- [WHAT YOU HAVE TO DO] Your task is to copy the stretch of lines in the records below that begins with the line containing "#[derive(Debug, Clone, PartialEq, Serialize, Deserialize)]" and ends with the line containing "use serde::Serialize;", exactly as written, with nothing added.

======

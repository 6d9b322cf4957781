use serde::{Deserialize, Serialize};
use uuid::Uuid;

use super::table::Table;

/// Pre-authored response record. Never mutated after the corpus is built.
#[derive(Debug, Clone, PartialEq, Serialize, Deserialize)]
#[serde(rename_all = "camelCase")]
pub struct CannedAnswer {
    pub id: Uuid,
    pub answer_text: String,
    pub table: Table,
    pub metadata: serde_json::Value,
}
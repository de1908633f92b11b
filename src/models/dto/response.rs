use chrono::{DateTime, Utc};
use serde::Serialize;

use crate::models::domain::{DispatchReport, Quiz};

#[derive(Debug, Serialize)]
#[serde(rename_all = "camelCase")]
pub struct ServiceInfoResponse {
    pub message: &'static str,
    pub status: &'static str,
    pub version: &'static str,
    pub timestamp: DateTime<Utc>,
    pub endpoints: EndpointMap,
}

#[derive(Debug, Serialize)]
#[serde(rename_all = "camelCase")]
pub struct EndpointMap {
    pub generate_quiz: &'static str,
    pub send_materials: &'static str,
    pub health: &'static str,
}

impl ServiceInfoResponse {
    pub fn current() -> Self {
        Self {
            message: "Genius Educational Software Backend API",
            status: "Running",
            version: env!("CARGO_PKG_VERSION"),
            timestamp: Utc::now(),
            endpoints: EndpointMap {
                generate_quiz: "/api/generate-quiz",
                send_materials: "/api/send-quiz-materials",
                health: "/health",
            },
        }
    }
}

#[derive(Debug, Serialize)]
pub struct HealthResponse {
    pub status: &'static str,
    pub timestamp: DateTime<Utc>,
    pub services: ServiceStatuses,
}

#[derive(Debug, Serialize)]
pub struct ServiceStatuses {
    pub sendgrid: &'static str,
    pub twilio: &'static str,
    pub anthropic: &'static str,
}

pub fn configured_label(configured: bool) -> &'static str {
    if configured {
        "configured"
    } else {
        "missing"
    }
}

#[derive(Debug, Serialize)]
pub struct GenerateQuizResponse {
    pub success: bool,
    pub quiz: Quiz,
}

#[derive(Debug, Serialize)]
pub struct DispatchResults {
    pub emails: Vec<String>,
    pub whatsapp: Vec<String>,
    pub errors: Vec<String>,
}

impl DispatchResults {
    /// Folds the report into the wire shape, with any pre-dispatch errors
    /// (render or decode failures) ahead of the delivery failures.
    pub fn from_report(report: &DispatchReport, pre_dispatch_errors: Vec<String>) -> Self {
        let mut errors = pre_dispatch_errors;
        errors.extend(report.failures());
        Self {
            emails: report.sent_emails(),
            whatsapp: report.sent_messages(),
            errors,
        }
    }
}

#[derive(Debug, Serialize)]
pub struct SendMaterialsResponse {
    pub success: bool,
    pub message: &'static str,
    pub results: DispatchResults,
    pub timestamp: DateTime<Utc>,
}

#[derive(Debug, Serialize)]
#[serde(rename_all = "camelCase")]
pub struct NotFoundResponse {
    pub error: &'static str,
    pub message: String,
    pub available_routes: [&'static str; 4],
}

impl NotFoundResponse {
    pub fn for_path(path: &str) -> Self {
        Self {
            error: "Route not found",
            message: format!("The route {} does not exist on this server", path),
            available_routes: ["/", "/health", "/api/generate-quiz", "/api/send-quiz-materials"],
        }
    }
}
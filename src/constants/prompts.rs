/// Instruction block appended to every quiz-generation prompt. The model is
/// asked for JSON only; the reply still gets best-effort extraction because
/// models routinely wrap it in prose or code fences.
pub const QUIZ_FORMAT_INSTRUCTIONS: &str = r#"Format your response as JSON only:
{
  "questions": [
    {
      "question": "Question text here?",
      "options": ["Option A", "Option B", "Option C", "Option D"],
      "correctAnswer": "Option A"
    }
  ]
}

Make sure the questions are appropriate for the grade level and subject. Each question should have exactly 4 options."#;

======

- [YOUR RESPONSE]
#[derive(Debug, Clone, PartialEq, Serialize, Deserialize)]
#[serde(rename_all = "camelCase")]
pub struct CannedAnswer {
    pub id: Uuid,
    pub answer_text: String,
    pub table: Table,
    pub metadata: serde_json::Value,
}
repository de1908633f92b11b
filename src/models/dto/response.rs
use chrono::{DateTime, Utc};
use serde::Serialize;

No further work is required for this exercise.